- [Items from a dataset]
>>>
/// A reply waiting for its delay to elapse.
struct PendingReply {
    generation: u64,
    /// The user text being answered.
    prompt: String,
    cancel: CancellationToken,
}

struct WidgetState {
    messages: Vec<ChatMessage>,
    is_open: bool,
    is_typing: bool,
    pending: Option<PendingReply>,
    /// Incremented for every scheduled reply.
    generation: u64,
}

struct WidgetInner {
    state: Mutex<WidgetState>,
    resolver: Arc<dyn ResponseResolver>,
    settings: WidgetSettings,
    events: EventBus,
    /// `true` whenever no reply is pending.
    idle: watch::Sender<bool>,
    /// Parent of every reply timer; cancelled when the widget is dropped.
    lifetime: CancellationToken,
}

impl WidgetInner {
    fn append(&self, state: &mut WidgetState, message: ChatMessage) {
        state.messages.push(message.clone());
        self.events.publish(WidgetEvent::MessageAppended { message });
    }

    fn set_typing(&self, state: &mut WidgetState, is_typing: bool) {
        if state.is_typing != is_typing {
            state.is_typing = is_typing;
            self.events.publish(WidgetEvent::TypingChanged { is_typing });
        }
    }

    /// Resolve and append the reply for `pending`.
    fn complete(&self, state: &mut WidgetState, pending: PendingReply) {
        pending.cancel.cancel();
        let reply = self.resolver.resolve(&pending.prompt, &state.messages);
        self.append(state, ChatMessage::bot(reply));
        self.set_typing(state, false);
        self.idle.send_replace(true);
    }

    /// Cancel the pending reply without delivering it. Returns whether one existed.
    fn drop_pending(&self, state: &mut WidgetState) -> bool {
        let Some(pending) = state.pending.take() else {
            return false;
        };
        pending.cancel.cancel();
        self.set_typing(state, false);
        self.idle.send_replace(true);
        trace!(generation = pending.generation, "pending reply cancelled");
        true
    }

    fn show(&self, state: &mut WidgetState) {
        state.is_open = true;
        info!("chat widget opened");
        self.events.publish(WidgetEvent::Opened);
    }

    fn hide(&self, state: &mut WidgetState) {
        state.is_open = false;
        let dropped_reply = self.drop_pending(state);
        info!(dropped_reply, "chat widget closed");
        self.events.publish(WidgetEvent::Closed { dropped_reply });
    }

    /// Timer callback: deliver the reply if it is still the pending one.
    async fn deliver(&self, generation: u64) {
        let mut state = self.state.lock().await;
        match state.pending.take() {
            Some(pending) if pending.generation == generation => self.complete(&mut state, pending),
            other => {
                state.pending = other;
                trace!(generation, "stale reply timer ignored");
            }
        }
    }
}

/// One chat widget session.
///
/// The session ends when the widget is dropped; any reply still pending at
/// that point is cancelled.
pub struct ChatWidget {
    inner: Arc<WidgetInner>,
}

impl ChatWidget {
    /// Create a widget that answers with `resolver`.
    ///
    /// The message list starts with the configured greeting, and the widget
    /// starts open only if `settings.start_open` is set.
    pub fn new(resolver: Arc<dyn ResponseResolver>, settings: WidgetSettings, events: EventBus) -> Self {
        let state = WidgetState {
            messages: vec![ChatMessage::bot(settings.greeting.clone())],
            is_open: settings.start_open,
            is_typing: false,
            pending: None,
            generation: 0,
        };
        let (idle, _) = watch::channel(true);

        Self {
            inner: Arc::new(WidgetInner {
                state: Mutex::new(state),
                resolver,
                settings,
                events,
                idle,
                lifetime: CancellationToken::new(),
            }),
        }
    }

    /// Create a widget backed by the built-in ShareGood rule table.
    pub fn with_builtin_rules(settings: WidgetSettings) -> Self {
        Self::new(Arc::new(RuleSet::builtin().clone()), settings, EventBus::default())
    }

    pub fn settings(&self) -> &WidgetSettings {
        &self.inner.settings
    }

    pub fn subscribe(&self) -> broadcast::Receiver<WidgetEvent> {
        self.inner.events.subscribe()
    }

    /// Show the widget. Returns `false` if it was already open.
    pub async fn open(&self) -> bool {
        let mut state = self.inner.state.lock().await;
        if state.is_open {
            return false;
        }
        self.inner.show(&mut state);
        true
    }

    /// Hide the widget, dropping any pending reply. Returns `false` if it was
    /// already closed.
    pub async fn close(&self) -> bool {
        let mut state = self.inner.state.lock().await;
        if !state.is_open {
            return false;
        }
        self.inner.hide(&mut state);
        true
    }

    /// Flip visibility. Returns the new open state.
    pub async fn toggle(&self) -> bool {
        let mut state = self.inner.state.lock().await;
        if state.is_open {
            self.inner.hide(&mut state);
        } else {
            self.inner.show(&mut state);
        }
        state.is_open
    }

    /// Clear the session back to the greeting, dropping any pending reply.
    pub async fn reset(&self) {
        let mut state = self.inner.state.lock().await;
        let dropped_reply = self.inner.drop_pending(&mut state);
        state.messages = vec![ChatMessage::bot(self.inner.settings.greeting.clone())];
        info!(dropped_reply, "chat session reset");
        self.inner.events.publish(WidgetEvent::Reset);
    }

    /// Send a user message and schedule the bot's reply.
    ///
    /// Leading and trailing whitespace is trimmed. If the previous reply is
    /// still pending it is delivered immediately, ahead of the new message,
    /// so the list keeps alternating between user and bot.
    ///
    /// # Errors
    ///
    /// - [`WidgetError::EmptyMessage`] for blank input.
    /// - [`WidgetError::Closed`] while the widget is hidden.
    /// - [`WidgetError::NoRuntime`] when called outside a tokio runtime.
    pub async fn send(&self, text: &str) -> Result<(), WidgetError> {
        let text = text.trim();
        if text.is_empty() {
            return Err(WidgetError::EmptyMessage);
        }
        let runtime = Handle::try_current().map_err(|_| WidgetError::NoRuntime)?;

        let mut state = self.inner.state.lock().await;
        if !state.is_open {
            return Err(WidgetError::Closed);
        }

        if let Some(pending) = state.pending.take() {
            debug!(generation = pending.generation, "flushing pending reply before new message");
            self.inner.complete(&mut state, pending);
        }

        self.inner.append(&mut state, ChatMessage::user(text));
        self.inner.set_typing(&mut state, true);

        state.generation += 1;
        let generation = state.generation;
        let cancel = self.inner.lifetime.child_token();
        state.pending = Some(PendingReply {
            generation,
            prompt: text.to_string(),
            cancel: cancel.clone(),
        });
        self.inner.idle.send_replace(false);
        drop(state);

        debug!(generation, chars = text.chars().count(), "reply scheduled");

        let inner = Arc::clone(&self.inner);
        let delay = inner.settings.response_delay();
        runtime.spawn(async move {
            tokio::select! {
                _ = cancel.cancelled() => {}
                _ = tokio::time::sleep(delay) => inner.deliver(generation).await,
            }
        });

        Ok(())
    }

    /// Snapshot of the message list.
    pub async fn messages(&self) -> Vec<ChatMessage> {
        self.inner.state.lock().await.messages.clone()
    }

    pub async fn is_open(&self) -> bool {
        self.inner.state.lock().await.is_open
    }

    pub async fn is_typing(&self) -> bool {
        self.inner.state.lock().await.is_typing
    }

    pub async fn has_pending_reply(&self) -> bool {
        self.inner.state.lock().await.pending.is_some()
    }

    /// Wait until no reply is pending.
    pub async fn wait_idle(&self) {
        let mut rx = self.inner.idle.subscribe();
        let _ = rx.wait_for(|idle| *idle).await;
    }
}

impl Drop for ChatWidget {
    fn drop(&mut self) {
        self.inner.lifetime.cancel();
    }
}

impl std::fmt::Debug for ChatWidget {
    fn fmt(&self, f: &mut std::fmt::Formatter<'_>) -> std::fmt::Result {
        f.debug_struct("ChatWidget")
            .field("response_delay_ms", &self.inner.settings.response_delay_ms)
            .finish_non_exhaustive()
    }
}
//! Slash command parsing for the chat loop.
//!
//! Commands start with `/` and control the widget session rather than being
//! sent to the assistant.

use console::style;

/// Available slash commands in the chat loop.
#[derive(Debug, PartialEq)]
pub enum ChatCommand {
    /// Show available commands.
    Help,
    /// Clear the terminal screen.
    Clear,
    /// Start the conversation over from the greeting.
    Reset,
    /// Show the messages of this session.
    History,
    /// Close the widget and leave.
    Exit,
    /// Unknown command.
    Unknown(String),
}

/// Parse user input as a slash command.
///
/// Returns `None` if the input doesn't start with `/`.
pub fn parse(input: &str) -> Option<ChatCommand> {
    let trimmed = input.trim();
    if !trimmed.starts_with('/') {
        return None;
    }

    let cmd = trimmed
        .split_whitespace()
        .next()
        .unwrap_or(trimmed)
        .to_lowercase();

    match cmd.as_str() {
        "/help" | "/h" | "/?" => Some(ChatCommand::Help),
        "/clear" | "/cls" => Some(ChatCommand::Clear),
        "/reset" | "/new" => Some(ChatCommand::Reset),
        "/history" => Some(ChatCommand::History),
        "/exit" | "/quit" | "/q" => Some(ChatCommand::Exit),
        other => Some(ChatCommand::Unknown(other.to_string())),
    }
}

/// Print the help text listing all available commands.
pub fn print_help() {
    let entries = [
        ("/help", "Show this help message"),
        ("/clear", "Clear the screen"),
        ("/reset", "Start the conversation over"),
        ("/history", "Show this session's messages"),
        ("/exit", "Close the assistant"),
    ];

    println!();
    println!("  {}", style("Available commands:").bold());
    println!();
    for (name, description) in entries {
        println!("  {} {}", style(format!("{name:<10}")).cyan(), description);
    }
    println!();
    println!(
        "  {}",
        style("Try asking: \"how do I donate?\", \"track my donation\", \"what items do you accept?\"").dim()
    );
    println!();
}

#[cfg(test)]
mod tests {
    use super::*;

    #[test]
    fn test_parse_help() {
        assert_eq!(parse("/help"), Some(ChatCommand::Help));
        assert_eq!(parse("/h"), Some(ChatCommand::Help));
        assert_eq!(parse("/?"), Some(ChatCommand::Help));
    }

    #[test]
    fn test_parse_exit() {
        assert_eq!(parse("/exit"), Some(ChatCommand::Exit));
        assert_eq!(parse("/QUIT"), Some(ChatCommand::Exit));
        assert_eq!(parse("  /q  "), Some(ChatCommand::Exit));
    }

    #[test]
    fn test_parse_reset_and_history() {
        assert_eq!(parse("/reset"), Some(ChatCommand::Reset));
        assert_eq!(parse("/new"), Some(ChatCommand::Reset));
        assert_eq!(parse("/history please"), Some(ChatCommand::History));
    }

    #[test]
    fn test_parse_not_command() {
        assert_eq!(parse("hello world"), None);
        assert_eq!(parse("is 1/2 kg of flour ok?"), None);
    }

    #[test]
    fn test_parse_unknown() {
        assert_eq!(parse("/foo"), Some(ChatCommand::Unknown("/foo".to_string())));
    }
}
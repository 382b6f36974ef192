//! Event types for the chat widget event bus.
//!
//! `WidgetEvent` is broadcast on every widget state change. All variants are
//! Clone + Send + Sync for use with tokio broadcast channels.

use serde::{Deserialize, Serialize};

use crate::chat::ChatMessage;

/// Events emitted by a chat widget session.
///
/// Front ends subscribe to these to redraw the message list, show or hide
/// the typing indicator, and track visibility.
#[derive(Debug, Clone, Serialize, Deserialize)]
#[serde(tag = "type", rename_all = "snake_case")]
pub enum WidgetEvent {
    /// The widget became visible.
    Opened,

    /// The widget was hidden. Any pending reply was dropped.
    Closed { dropped_reply: bool },

    /// A message was appended to the session.
    MessageAppended { message: ChatMessage },

    /// The bot started or stopped "typing".
    TypingChanged { is_typing: bool },

    /// The session was cleared back to the greeting.
    Reset,
}
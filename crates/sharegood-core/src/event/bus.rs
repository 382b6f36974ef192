//! Broadcast event bus for distributing `WidgetEvent` to multiple subscribers.
//!
//! Built on `tokio::sync::broadcast`. Publishing with no active subscribers
//! is a no-op.

use sharegood_types::event::WidgetEvent;
use tokio::sync::broadcast;

/// Default channel capacity for a single widget session.
pub const DEFAULT_CAPACITY: usize = 64;

/// Multi-consumer event bus for widget events.
///
/// Cloning the bus clones the sender, so a front end can keep a handle and
/// subscribe later.
#[derive(Clone)]
pub struct EventBus {
    sender: broadcast::Sender<WidgetEvent>,
}

impl EventBus {
    pub fn new(capacity: usize) -> Self {
        let (sender, _) = broadcast::channel(capacity);
        Self { sender }
    }

    /// Create a new subscriber that will receive all future events.
    pub fn subscribe(&self) -> broadcast::Receiver<WidgetEvent> {
        self.sender.subscribe()
    }

    /// Publish an event to all current subscribers.
    ///
    /// If there are no subscribers, the event is silently dropped.
    pub fn publish(&self, event: WidgetEvent) {
        let _ = self.sender.send(event);
    }

    pub fn receiver_count(&self) -> usize {
        self.sender.receiver_count()
    }
}

impl Default for EventBus {
    fn default() -> Self {
        Self::new(DEFAULT_CAPACITY)
    }
}

impl std::fmt::Debug for EventBus {
    fn fmt(&self, f: &mut std::fmt::Formatter<'_>) -> std::fmt::Result {
        f.debug_struct("EventBus")
            .field("receiver_count", &self.sender.receiver_count())
            .finish()
    }
}
use sha2::{Digest, Sha256};

use super::grid::Grid;
use super::motion::Direction;

pub(crate) fn hash_level_layout(grid: &Grid, start_direction: Direction) -> String {
    let mut hasher = Sha256::new();
    hasher.update((grid.width() as u32).to_le_bytes());
    hasher.update((grid.depth() as u32).to_le_bytes());
    hasher.update([start_direction.code()]);
    for row in grid.rows() {
        for cell in row {
            hasher.update([cell.code()]);
        }
    }
    to_hex_lower(&hasher.finalize())
}

fn to_hex_lower(bytes: &[u8]) -> String {
    let mut output = String::with_capacity(bytes.len() * 2);
    for byte in bytes {
        use std::fmt::Write as _;
        let _ = write!(&mut output, "{byte:02x}");
    }
    output
}
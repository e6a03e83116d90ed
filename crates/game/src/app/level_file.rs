use std::fs;
use std::path::Path;

use engine::{parse_generated_level, GeneratorError, LevelDefinition, LevelGenerator};
use serde::Deserialize;
use tracing::info;

pub(crate) type LevelFileResult<T> = Result<T, String>;

#[derive(Debug, Deserialize)]
#[serde(deny_unknown_fields)]
struct LevelPack {
    levels: Vec<LevelDefinition>,
}

/// Reads a level file. It holds either one level object or `{"levels": [...]}`.
pub(crate) fn load_level_definitions(path: &Path) -> LevelFileResult<Vec<LevelDefinition>> {
    let raw = fs::read_to_string(path)
        .map_err(|error| format!("read level file {}: {error}", path.display()))?;
    let definitions = parse_level_file_json(&raw)
        .map_err(|error| format!("level file {}: {error}", path.display()))?;
    info!(path = %path.display(), levels = definitions.len(), "level_file_loaded");
    Ok(definitions)
}

fn parse_level_file_json(raw: &str) -> LevelFileResult<Vec<LevelDefinition>> {
    let value: serde_json::Value =
        serde_json::from_str(raw).map_err(|source| format!("parse level json: {source}"))?;
    if value.get("levels").is_some() {
        let pack: LevelPack = deserialize_with_path(value)?;
        if pack.levels.is_empty() {
            return Err("level pack has no levels".to_string());
        }
        Ok(pack.levels)
    } else {
        Ok(vec![deserialize_with_path(value)?])
    }
}

fn deserialize_with_path<T>(value: serde_json::Value) -> LevelFileResult<T>
where
    T: for<'de> Deserialize<'de>,
{
    serde_path_to_error::deserialize::<_, T>(value).map_err(|error| {
        let path = error.path().to_string();
        let source = error.into_inner();
        if path.is_empty() || path == "." {
            format!("parse level json: {source}")
        } else {
            format!("parse level json at {path}: {source}")
        }
    })
}

/// Level generator backed by a reply captured on disk.
pub(crate) struct ReplyFileGenerator<'a> {
    path: &'a Path,
}

impl<'a> ReplyFileGenerator<'a> {
    pub(crate) fn new(path: &'a Path) -> Self {
        Self { path }
    }
}

impl LevelGenerator for ReplyFileGenerator<'_> {
    fn generate(&mut self, prompt: &str) -> Result<LevelDefinition, GeneratorError> {
        info!(path = %self.path.display(), prompt = %prompt, "reading_generated_level");
        let raw = fs::read_to_string(self.path).map_err(|error| {
            GeneratorError::Unavailable(format!("read {}: {error}", self.path.display()))
        })?;
        parse_generated_level(&raw)
    }
}
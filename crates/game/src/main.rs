mod app;

use std::process::ExitCode;

fn main() -> ExitCode {
    app::run()
}
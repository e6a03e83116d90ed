use std::fmt;

use serde::{Deserialize, Serialize};
use thiserror::Error;

use super::grid::GridPos;

/// Compass orientation. Codes follow level files: 0 north, 1 east, 2 south, 3 west.
#[derive(Debug, Clone, Copy, Default, PartialEq, Eq, Hash, Serialize, Deserialize)]
#[serde(try_from = "u8", into = "u8")]
pub enum Direction {
    North,
    #[default]
    East,
    South,
    West,
}

#[derive(Debug, Clone, Copy, PartialEq, Eq, Error)]
#[error("direction code must be 0..=3, got {0}")]
pub struct InvalidDirection(pub u8);

impl Direction {
    const CLOCKWISE: [Direction; 4] = [Self::North, Self::East, Self::South, Self::West];

    pub fn code(self) -> u8 {
        match self {
            Self::North => 0,
            Self::East => 1,
            Self::South => 2,
            Self::West => 3,
        }
    }

    pub fn turned_left(self) -> Self {
        Self::CLOCKWISE[(self.code() as usize + 3) % 4]
    }

    pub fn turned_right(self) -> Self {
        Self::CLOCKWISE[(self.code() as usize + 1) % 4]
    }

    /// Unit step as `(dx, dz)`. North is toward smaller z.
    pub fn unit(self) -> (i32, i32) {
        match self {
            Self::North => (0, -1),
            Self::East => (1, 0),
            Self::South => (0, 1),
            Self::West => (-1, 0),
        }
    }

    pub fn arrow(self) -> char {
        match self {
            Self::North => '^',
            Self::East => '>',
            Self::South => 'v',
            Self::West => '<',
        }
    }
}

impl TryFrom<u8> for Direction {
    type Error = InvalidDirection;

    fn try_from(code: u8) -> Result<Self, Self::Error> {
        Self::CLOCKWISE
            .get(code as usize)
            .copied()
            .ok_or(InvalidDirection(code))
    }
}

impl From<Direction> for u8 {
    fn from(direction: Direction) -> Self {
        direction.code()
    }
}

impl fmt::Display for Direction {
    fn fmt(&self, f: &mut fmt::Formatter<'_>) -> fmt::Result {
        let label = match self {
            Self::North => "north",
            Self::East => "east",
            Self::South => "south",
            Self::West => "west",
        };
        f.write_str(label)
    }
}

#[derive(Debug, Clone, Copy, PartialEq, Eq, Hash, Serialize, Deserialize)]
#[serde(rename_all = "SCREAMING_SNAKE_CASE")]
pub enum Instruction {
    Move,
    Jump,
    TurnLeft,
    TurnRight,
}

impl Instruction {
    /// Cells travelled along the facing direction.
    pub fn distance(self) -> i32 {
        match self {
            Self::Move => 1,
            Self::Jump => 2,
            Self::TurnLeft | Self::TurnRight => 0,
        }
    }

    pub fn is_translation(self) -> bool {
        self.distance() > 0
    }

    pub fn token(self) -> &'static str {
        match self {
            Self::Move => "MOVE",
            Self::Jump => "JUMP",
            Self::TurnLeft => "TURN_LEFT",
            Self::TurnRight => "TURN_RIGHT",
        }
    }
}

impl fmt::Display for Instruction {
    fn fmt(&self, f: &mut fmt::Formatter<'_>) -> fmt::Result {
        f.write_str(self.token())
    }
}

#[derive(Debug, Clone, Copy, PartialEq, Eq)]
pub struct Candidate {
    pub position: GridPos,
    pub direction: Direction,
}

/// Where `instruction` would put the bot, ignoring the grid entirely.
///
/// A jump lands two cells ahead; the cell it passes over is never looked at.
pub fn resolve(position: GridPos, direction: Direction, instruction: Instruction) -> Candidate {
    match instruction {
        Instruction::Move | Instruction::Jump => {
            let (dx, dz) = direction.unit();
            let distance = instruction.distance();
            Candidate {
                position: position.offset(dx * distance, dz * distance),
                direction,
            }
        }
        Instruction::TurnLeft => Candidate {
            position,
            direction: direction.turned_left(),
        },
        Instruction::TurnRight => Candidate {
            position,
            direction: direction.turned_right(),
        },
    }
}
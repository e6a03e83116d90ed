use std::env;
use std::time::Duration;

use engine::RunTiming;
use tracing::{info, warn};
use tracing_subscriber::EnvFilter;

pub(crate) const STEP_MS_ENV_VAR: &str = "CUBEBOT_STEP_MS";

/// Pacing of the terminal playback loop.
#[derive(Debug, Clone)]
pub(crate) struct LoopConfig {
    pub(crate) target_tps: u32,
    pub(crate) max_frame_delta: Duration,
    pub(crate) max_ticks_per_frame: u32,
    pub(crate) timing: RunTiming,
}

impl Default for LoopConfig {
    fn default() -> Self {
        Self {
            target_tps: 60,
            max_frame_delta: Duration::from_millis(250),
            max_ticks_per_frame: 5,
            timing: RunTiming::default(),
        }
    }
}

pub(crate) fn init_tracing() {
    let filter = EnvFilter::try_from_default_env().unwrap_or_else(|_| EnvFilter::new("info"));
    tracing_subscriber::fmt()
        .with_env_filter(filter)
        .with_target(false)
        .with_thread_names(true)
        .compact()
        .init();
}

/// Builds the loop config. `--instant` wins over everything, then the
/// `--step-ms` flag, then `CUBEBOT_STEP_MS`, then the default step.
pub(crate) fn build_loop_config(step_ms_flag: Option<u64>, instant: bool) -> LoopConfig {
    let env_step_ms = env::var(STEP_MS_ENV_VAR).ok();
    let timing = resolve_run_timing(step_ms_flag, env_step_ms.as_deref(), instant);
    info!(
        step_ms = timing.step.as_millis() as u64,
        arrival_ms = timing.arrival_delay().as_millis() as u64,
        instant,
        "run_timing"
    );
    LoopConfig {
        timing,
        ..LoopConfig::default()
    }
}

fn resolve_run_timing(
    step_ms_flag: Option<u64>,
    env_step_ms: Option<&str>,
    instant: bool,
) -> RunTiming {
    if instant {
        return RunTiming::instant();
    }
    if let Some(ms) = step_ms_flag {
        return RunTiming::with_step(Duration::from_millis(ms));
    }
    match env_step_ms.map(str::trim) {
        Some(value) => match value.parse::<u64>() {
            Ok(ms) => RunTiming::with_step(Duration::from_millis(ms)),
            Err(_) => {
                warn!(
                    env_var = STEP_MS_ENV_VAR,
                    value = %value,
                    "invalid step env var value; falling back to default"
                );
                RunTiming::default()
            }
        },
        None => RunTiming::default(),
    }
}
<<<
Copy every line of the entries above in which "resolver" occurs.

    resolver: Arc<dyn ResponseResolver>,
        let reply = self.resolver.resolve(&pending.prompt, &state.messages);
    /// Create a widget that answers with `resolver`.
    pub fn new(resolver: Arc<dyn ResponseResolver>, settings: WidgetSettings, events: EventBus) -> Self {
                resolver,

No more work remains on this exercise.